## [Data supplied]
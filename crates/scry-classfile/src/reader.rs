use crate::error::{Error, Result};

/// Big-endian cursor over a borrowed byte slice.
pub(crate) struct Reader<'a> {
    bytes: &'a [u8],
    pos: usize,
}

impl<'a> Reader<'a> {
    pub(crate) fn new(bytes: &'a [u8]) -> Self {
        Self { bytes, pos: 0 }
    }

    pub(crate) fn remaining(&self) -> usize {
        self.bytes.len() - self.pos
    }

    pub(crate) fn read_bytes(&mut self, len: usize) -> Result<&'a [u8]> {
        if self.remaining() < len {
            return Err(Error::UnexpectedEof);
        }
        let out = &self.bytes[self.pos..self.pos + len];
        self.pos += len;
        Ok(out)
    }

    pub(crate) fn read_u1(&mut self) -> Result<u8> {
        Ok(self.read_bytes(1)?[0])
    }

    pub(crate) fn read_u2(&mut self) -> Result<u16> {
        let b = self.read_bytes(2)?;
        Ok(u16::from_be_bytes([b[0], b[1]]))
    }

    pub(crate) fn read_u4(&mut self) -> Result<u32> {
        let b = self.read_bytes(4)?;
        Ok(u32::from_be_bytes([b[0], b[1], b[2], b[3]]))
    }

    pub(crate) fn read_u8(&mut self) -> Result<u64> {
        let hi = self.read_u4()? as u64;
        let lo = self.read_u4()? as u64;
        Ok((hi << 32) | lo)
    }

    /// Fails with [`Error::TrailingBytes`] if anything is left unread.
    pub(crate) fn ensure_empty(&self) -> Result<()> {
        match self.remaining() {
            0 => Ok(()),
            n => Err(Error::TrailingBytes(n)),
        }
    }
}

## [The problem]
Return, from the entries, each line that holds "TrailingBytes".

## [Answer below]
    /// Fails with [`Error::TrailingBytes`] if anything is left unread.
            n => Err(Error::TrailingBytes(n)),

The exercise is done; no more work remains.